**Material for this exercise:**
------------------------------------------------------------------------

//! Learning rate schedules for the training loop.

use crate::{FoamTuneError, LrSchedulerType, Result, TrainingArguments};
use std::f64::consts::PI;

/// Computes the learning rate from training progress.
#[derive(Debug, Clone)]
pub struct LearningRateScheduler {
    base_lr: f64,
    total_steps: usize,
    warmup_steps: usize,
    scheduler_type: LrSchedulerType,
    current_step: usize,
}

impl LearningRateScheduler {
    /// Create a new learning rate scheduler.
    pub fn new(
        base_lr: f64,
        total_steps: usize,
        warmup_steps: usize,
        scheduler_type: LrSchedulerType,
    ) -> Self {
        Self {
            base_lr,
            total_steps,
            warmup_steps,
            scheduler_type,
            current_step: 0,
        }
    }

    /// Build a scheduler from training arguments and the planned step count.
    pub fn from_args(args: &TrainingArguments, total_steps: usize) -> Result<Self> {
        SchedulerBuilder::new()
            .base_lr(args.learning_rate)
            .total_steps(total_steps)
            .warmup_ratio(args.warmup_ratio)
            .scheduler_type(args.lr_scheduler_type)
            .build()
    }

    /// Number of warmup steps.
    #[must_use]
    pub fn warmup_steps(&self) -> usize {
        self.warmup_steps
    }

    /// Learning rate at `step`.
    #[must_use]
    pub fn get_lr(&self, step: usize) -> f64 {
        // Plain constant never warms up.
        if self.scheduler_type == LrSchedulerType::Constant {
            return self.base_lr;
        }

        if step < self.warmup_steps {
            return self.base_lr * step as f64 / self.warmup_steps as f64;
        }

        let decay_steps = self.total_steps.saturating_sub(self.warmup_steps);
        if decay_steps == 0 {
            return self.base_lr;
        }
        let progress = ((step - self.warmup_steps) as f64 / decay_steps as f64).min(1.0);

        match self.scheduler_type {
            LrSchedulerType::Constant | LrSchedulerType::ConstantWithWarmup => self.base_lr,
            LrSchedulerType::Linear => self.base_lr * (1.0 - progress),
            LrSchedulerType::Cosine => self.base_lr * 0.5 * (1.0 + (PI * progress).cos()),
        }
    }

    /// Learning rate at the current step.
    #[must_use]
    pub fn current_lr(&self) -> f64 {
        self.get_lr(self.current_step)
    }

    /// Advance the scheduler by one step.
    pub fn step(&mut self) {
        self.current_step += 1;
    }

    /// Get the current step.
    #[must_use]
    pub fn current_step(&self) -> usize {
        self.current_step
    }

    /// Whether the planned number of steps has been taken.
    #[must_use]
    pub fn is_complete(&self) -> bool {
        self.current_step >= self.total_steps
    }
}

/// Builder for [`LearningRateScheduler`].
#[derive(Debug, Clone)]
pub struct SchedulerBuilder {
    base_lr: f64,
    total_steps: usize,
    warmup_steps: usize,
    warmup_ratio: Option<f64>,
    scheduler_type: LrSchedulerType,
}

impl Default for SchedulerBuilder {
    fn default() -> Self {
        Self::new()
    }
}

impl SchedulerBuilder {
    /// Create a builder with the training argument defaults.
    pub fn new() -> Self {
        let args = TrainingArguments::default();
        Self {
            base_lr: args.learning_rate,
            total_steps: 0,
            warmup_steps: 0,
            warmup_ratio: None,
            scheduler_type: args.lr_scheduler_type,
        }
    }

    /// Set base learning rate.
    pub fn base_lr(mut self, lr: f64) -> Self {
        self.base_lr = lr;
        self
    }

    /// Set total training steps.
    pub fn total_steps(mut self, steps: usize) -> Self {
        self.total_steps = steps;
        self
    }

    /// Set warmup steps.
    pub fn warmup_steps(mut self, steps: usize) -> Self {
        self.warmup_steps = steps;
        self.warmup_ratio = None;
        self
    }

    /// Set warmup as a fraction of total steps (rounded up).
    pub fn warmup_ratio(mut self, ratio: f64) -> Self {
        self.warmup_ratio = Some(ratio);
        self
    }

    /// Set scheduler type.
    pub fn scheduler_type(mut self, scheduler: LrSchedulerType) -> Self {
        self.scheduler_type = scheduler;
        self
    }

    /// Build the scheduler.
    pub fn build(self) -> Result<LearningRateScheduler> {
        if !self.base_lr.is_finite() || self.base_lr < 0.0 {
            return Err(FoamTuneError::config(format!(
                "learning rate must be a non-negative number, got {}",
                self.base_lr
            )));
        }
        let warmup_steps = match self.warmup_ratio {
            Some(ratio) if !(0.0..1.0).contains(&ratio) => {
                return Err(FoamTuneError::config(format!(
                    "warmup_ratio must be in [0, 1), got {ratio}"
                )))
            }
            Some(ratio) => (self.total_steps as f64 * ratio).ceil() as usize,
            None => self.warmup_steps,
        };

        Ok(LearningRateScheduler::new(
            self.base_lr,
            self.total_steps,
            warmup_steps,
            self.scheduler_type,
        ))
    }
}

------------------------------------------------------------------------

Return all the data above once more, precisely as given.

//! Learning rate schedules for the training loop.

use crate::{FoamTuneError, LrSchedulerType, Result, TrainingArguments};
use std::f64::consts::PI;

/// Computes the learning rate from training progress.
#[derive(Debug, Clone)]
pub struct LearningRateScheduler {
    base_lr: f64,
    total_steps: usize,
    warmup_steps: usize,
    scheduler_type: LrSchedulerType,
    current_step: usize,
}

impl LearningRateScheduler {
    /// Create a new learning rate scheduler.
    pub fn new(
        base_lr: f64,
        total_steps: usize,
        warmup_steps: usize,
        scheduler_type: LrSchedulerType,
    ) -> Self {
        Self {
            base_lr,
            total_steps,
            warmup_steps,
            scheduler_type,
            current_step: 0,
        }
    }

    /// Build a scheduler from training arguments and the planned step count.
    pub fn from_args(args: &TrainingArguments, total_steps: usize) -> Result<Self> {
        SchedulerBuilder::new()
            .base_lr(args.learning_rate)
            .total_steps(total_steps)
            .warmup_ratio(args.warmup_ratio)
            .scheduler_type(args.lr_scheduler_type)
            .build()
    }

    /// Number of warmup steps.
    #[must_use]
    pub fn warmup_steps(&self) -> usize {
        self.warmup_steps
    }

    /// Learning rate at `step`.
    #[must_use]
    pub fn get_lr(&self, step: usize) -> f64 {
        // Plain constant never warms up.
        if self.scheduler_type == LrSchedulerType::Constant {
            return self.base_lr;
        }

        if step < self.warmup_steps {
            return self.base_lr * step as f64 / self.warmup_steps as f64;
        }

        let decay_steps = self.total_steps.saturating_sub(self.warmup_steps);
        if decay_steps == 0 {
            return self.base_lr;
        }
        let progress = ((step - self.warmup_steps) as f64 / decay_steps as f64).min(1.0);

        match self.scheduler_type {
            LrSchedulerType::Constant | LrSchedulerType::ConstantWithWarmup => self.base_lr,
            LrSchedulerType::Linear => self.base_lr * (1.0 - progress),
            LrSchedulerType::Cosine => self.base_lr * 0.5 * (1.0 + (PI * progress).cos()),
        }
    }

    /// Learning rate at the current step.
    #[must_use]
    pub fn current_lr(&self) -> f64 {
        self.get_lr(self.current_step)
    }

    /// Advance the scheduler by one step.
    pub fn step(&mut self) {
        self.current_step += 1;
    }

    /// Get the current step.
    #[must_use]
    pub fn current_step(&self) -> usize {
        self.current_step
    }

    /// Whether the planned number of steps has been taken.
    #[must_use]
    pub fn is_complete(&self) -> bool {
        self.current_step >= self.total_steps
    }
}

/// Builder for [`LearningRateScheduler`].
#[derive(Debug, Clone)]
pub struct SchedulerBuilder {
    base_lr: f64,
    total_steps: usize,
    warmup_steps: usize,
    warmup_ratio: Option<f64>,
    scheduler_type: LrSchedulerType,
}

impl Default for SchedulerBuilder {
    fn default() -> Self {
        Self::new()
    }
}

impl SchedulerBuilder {
    /// Create a builder with the training argument defaults.
    pub fn new() -> Self {
        let args = TrainingArguments::default();
        Self {
            base_lr: args.learning_rate,
            total_steps: 0,
            warmup_steps: 0,
            warmup_ratio: None,
            scheduler_type: args.lr_scheduler_type,
        }
    }

    /// Set base learning rate.
    pub fn base_lr(mut self, lr: f64) -> Self {
        self.base_lr = lr;
        self
    }

    /// Set total training steps.
    pub fn total_steps(mut self, steps: usize) -> Self {
        self.total_steps = steps;
        self
    }

    /// Set warmup steps.
    pub fn warmup_steps(mut self, steps: usize) -> Self {
        self.warmup_steps = steps;
        self.warmup_ratio = None;
        self
    }

    /// Set warmup as a fraction of total steps (rounded up).
    pub fn warmup_ratio(mut self, ratio: f64) -> Self {
        self.warmup_ratio = Some(ratio);
        self
    }

    /// Set scheduler type.
    pub fn scheduler_type(mut self, scheduler: LrSchedulerType) -> Self {
        self.scheduler_type = scheduler;
        self
    }

    /// Build the scheduler.
    pub fn build(self) -> Result<LearningRateScheduler> {
        if !self.base_lr.is_finite() || self.base_lr < 0.0 {
            return Err(FoamTuneError::config(format!(
                "learning rate must be a non-negative number, got {}",
                self.base_lr
            )));
        }
        let warmup_steps = match self.warmup_ratio {
            Some(ratio) if !(0.0..1.0).contains(&ratio) => {
                return Err(FoamTuneError::config(format!(
                    "warmup_ratio must be in [0, 1), got {ratio}"
                )))
            }
            Some(ratio) => (self.total_steps as f64 * ratio).ceil() as usize,
            None => self.warmup_steps,
        };

        Ok(LearningRateScheduler::new(
            self.base_lr,
            self.total_steps,
            warmup_steps,
            self.scheduler_type,
        ))
    }
}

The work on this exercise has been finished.